We only wanted one or two. Our second was born with some health complications that have made even the thought of another pregnancy terrifying. We are definitely done!

Ihaveoflate · 11/08/2020 22:01

I never wanted children but DH hit 40, had an existential crisis and decided he wanted to breed. We compromised on one, which was the right decision as I had a traumatic labour and severe PND. DH had a vasectomy soon after our baby was born.

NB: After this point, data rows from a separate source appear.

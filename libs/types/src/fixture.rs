//! Match-level types: format, toss, status and result

use serde::{Deserialize, Serialize};

use crate::ids::{InningsId, MatchId, TeamId};
use crate::innings::InningsSummary;

/// Playing format of a match
#[derive(Debug, Clone, Copy, PartialEq, Eq, Hash, Serialize, Deserialize)]
#[serde(tag = "format", rename_all = "SCREAMING_SNAKE_CASE")]
pub enum MatchFormat {
    T10,
    T20,
    Odi,
    Test,
    /// Limited-overs match with a custom overs limit per side.
    LimitedOvers { overs: u32 },
}

impl MatchFormat {
    /// Overs per regular innings, None for unlimited formats.
    pub fn overs_limit(&self) -> Option<u32> {
        match self {
            MatchFormat::T10 => Some(10),
            MatchFormat::T20 => Some(20),
            MatchFormat::Odi => Some(50),
            MatchFormat::Test => None,
            MatchFormat::LimitedOvers { overs } => Some(*overs),
        }
    }

    pub fn is_limited_overs(&self) -> bool {
        self.overs_limit().is_some()
    }

    /// Regular innings per match (super overs excluded).
    pub fn regular_innings(&self) -> u32 {
        if self.is_limited_overs() {
            2
        } else {
            4
        }
    }

    /// First-innings lead required to enforce the follow-on.
    pub fn follow_on_margin(&self) -> Option<u32> {
        match self {
            MatchFormat::Test => Some(200),
            _ => None,
        }
    }
}

#[derive(Debug, Clone, Copy, PartialEq, Eq, Hash, Serialize, Deserialize)]
#[serde(rename_all = "SCREAMING_SNAKE_CASE")]
pub enum TossDecision {
    Bat,
    Bowl,
}

#[derive(Debug, Clone, PartialEq, Eq, Serialize, Deserialize)]
pub struct Toss {
    pub won_by: TeamId,
    pub decision: TossDecision,
}

#[derive(Debug, Clone, Copy, PartialEq, Eq, Hash, Serialize, Deserialize)]
#[serde(rename_all = "SCREAMING_SNAKE_CASE")]
pub enum MatchStatus {
    Scheduled,
    Live,
    InningsBreak,
    Completed,
}

#[derive(Debug, Clone, Copy, PartialEq, Eq, Hash, Serialize, Deserialize)]
#[serde(rename_all = "SCREAMING_SNAKE_CASE")]
pub enum ResultKind {
    Win,
    Tie,
    Draw,
}

/// Winning margin
#[derive(Debug, Clone, Copy, PartialEq, Eq, Serialize, Deserialize)]
#[serde(tag = "by", content = "value", rename_all = "SCREAMING_SNAKE_CASE")]
pub enum Margin {
    Runs(u32),
    Wickets(u32),
    InningsAndRuns(u32),
}

#[derive(Debug, Clone, PartialEq, Eq, Serialize, Deserialize)]
pub struct MatchResult {
    pub kind: ResultKind,
    pub winner: Option<TeamId>,
    pub margin: Option<Margin>,
}

impl MatchResult {
    pub fn win(winner: TeamId, margin: Margin) -> Self {
        Self {
            kind: ResultKind::Win,
            winner: Some(winner),
            margin: Some(margin),
        }
    }

    pub fn tie() -> Self {
        Self {
            kind: ResultKind::Tie,
            winner: None,
            margin: None,
        }
    }

    pub fn draw() -> Self {
        Self {
            kind: ResultKind::Draw,
            winner: None,
            margin: None,
        }
    }

    pub fn is_tie(&self) -> bool {
        self.kind == ResultKind::Tie
    }
}

/// Parameters for creating a match
#[derive(Debug, Clone, PartialEq, Eq, Serialize, Deserialize)]
pub struct MatchSetup {
    pub format: MatchFormat,
    pub home: TeamId,
    pub away: TeamId,
}

/// Engine-side record of a match
#[derive(Debug, Clone, PartialEq, Eq, Serialize, Deserialize)]
pub struct MatchRecord {
    pub match_id: MatchId,
    pub format: MatchFormat,
    pub home: TeamId,
    pub away: TeamId,
    pub toss: Option<Toss>,
    pub status: MatchStatus,
    /// Innings in the order they were opened.
    pub innings: Vec<InningsSummary>,
    pub result: Option<MatchResult>,
}

impl MatchRecord {
    pub fn new(setup: MatchSetup) -> Self {
        Self {
            match_id: MatchId::new(),
            format: setup.format,
            home: setup.home,
            away: setup.away,
            toss: None,
            status: MatchStatus::Scheduled,
            innings: Vec::new(),
            result: None,
        }
    }

    pub fn has_team(&self, team: &TeamId) -> bool {
        &self.home == team || &self.away == team
    }

    pub fn opponent_of(&self, team: &TeamId) -> Option<&TeamId> {
        if &self.home == team {
            Some(&self.away)
        } else if &self.away == team {
            Some(&self.home)
        } else {
            None
        }
    }

    pub fn summary(&self, innings_id: &InningsId) -> Option<&InningsSummary> {
        self.innings.iter().find(|s| &s.innings_id == innings_id)
    }

    pub fn summary_mut(&mut self, innings_id: &InningsId) -> Option<&mut InningsSummary> {
        self.innings.iter_mut().find(|s| &s.innings_id == innings_id)
    }

    pub fn current_innings(&self) -> Option<&InningsSummary> {
        self.innings.last()
    }
}
use axum::{
    body::Bytes,
    extract::{Path, State},
    http::StatusCode,
    Json,
};
use cricket_types::fixture::Toss;
use cricket_types::ids::MatchId;

use crate::api::error::AppError;
use crate::api::models::{CreateMatchRequest, InningsResponse, MatchResponse, OpenInningsRequest};
use crate::api::state::AppState;

pub async fn create_match(
    State(state): State<AppState>,
    Json(payload): Json<CreateMatchRequest>,
) -> Result<(StatusCode, Json<MatchResponse>), AppError> {
    let record = state.engine.create_match(payload.into())?;
    Ok((StatusCode::CREATED, Json(MatchResponse::from_record(&record, None))))
}

pub async fn record_toss(
    State(state): State<AppState>,
    Path(match_id): Path<MatchId>,
    Json(toss): Json<Toss>,
) -> Result<Json<MatchResponse>, AppError> {
    let record = state.engine.record_toss(match_id, toss).await?;
    Ok(Json(MatchResponse::from_record(&record, None)))
}

/// Opens the next innings; the body is optional.
pub async fn open_innings(
    State(state): State<AppState>,
    Path(match_id): Path<MatchId>,
    body: Bytes,
) -> Result<(StatusCode, Json<InningsResponse>), AppError> {
    let request: OpenInningsRequest = if body.is_empty() {
        OpenInningsRequest::default()
    } else {
        serde_json::from_slice(&body).map_err(|e| AppError::BadRequest(e.to_string()))?
    };
    let snapshot = state
        .engine
        .open_innings(match_id, request.enforce_follow_on)
        .await?;
    Ok((StatusCode::CREATED, Json(snapshot.into())))
}

pub async fn conclude_draw(
    State(state): State<AppState>,
    Path(match_id): Path<MatchId>,
) -> Result<Json<MatchResponse>, AppError> {
    let view = state.engine.conclude_draw(match_id).await?;
    Ok(Json(view.into()))
}

/// Drops a completed match from memory and returns its final record.
pub async fn release_match(
    State(state): State<AppState>,
    Path(match_id): Path<MatchId>,
) -> Result<Json<MatchResponse>, AppError> {
    let record = state.engine.release_match(match_id).await?;
    Ok(Json(MatchResponse::from_record(&record, None)))
}

pub async fn get_match(
    State(state): State<AppState>,
    Path(match_id): Path<MatchId>,
) -> Result<Json<MatchResponse>, AppError> {
    let view = state.engine.match_snapshot(match_id).await?;
    Ok(Json(view.into()))
}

Jason118 · 11/08/2020 22:07

Limited by the number of hands.

PatchworkElmer · 11/08/2020 22:25

DH and I have a sibling each. DD will be an only child. This wasn’t the plan- DH wanted 2, I wanted 3 or 4. Reasons are:

  • I had an awful pregnancy and was very poorly throughout. We feel it would be unfair for DS to miss out on months of decent time with me.
  • Had a similarly awful birth- lost a lot of blood, DS ended up in SCBU. DH feels the risks to me are unacceptable.
  • Impact on my MH from pregnancy and birth has been significant- I really only just feel totally like myself again, 4 years on. Similarly, physically- the thought of being frail like I was in pregnancy terrifies me.
  • Having said all of the above, I think we would feel we were ‘done’ now, even if everything was perfect. I feel very much that DS completes our little family- I don’t feel sad parting with baby things. I am excited by the things we can do as a family that we wouldn’t be able to do with a baby in tow. I’m also conscious that we would struggle financially with another child. DH and I aren’t close to our siblings, so that probably helps in a weird way- neither of us feel that ‘but he’s missing out’ thing, because we haven’t had it either.

My concerns are:

  • DS being lonely, which he has been during lockdown. I accept that we will have to have a very ‘open’ home, take his friends on holidays, etc. This doesn’t come naturally to me as an introvert!
  • Sharing etc: I hope that nursery and school will help with this. We also encourage play dates. I’m not concerned yet- he’s not great at sharing, but tbh neither is his best mate, who does have a sibling.
RachelRosie · 11/08/2020 22:25

As soon as I was pregnant we thought we'd just want one.

The doctor trying to induce labour joked I'd be back in a year .... whilst doing my 7th sweep!

He was wrong, we are still 100% one and done. She's been a dream and we're scared we wouldn't get so lucky second time round. Plus I wasn't a huge fan of the newborn stage.

Our house is just the right size, especially with lock down. She's got a pretty active social life/nursery and the lazy part of me doesn't want to add more work and stress to our lives if we don't particularly crave it.

Some families thrive on the bustle of a busy house, ours is content with the (relative) calm.

PatchworkElmer · 11/08/2020 22:25

^ I have a DS. DD is a typo.

tunasandwitch · 11/08/2020 22:34

I definitely wanted to have a sibling for DS1 but I didn't think much beyond this. Now I have 2 I cannot imagine coping with 3.
I want my career to expand and more time to myself too.

I also had constant nausea in my pregnancies. Yep, 2 is plenty!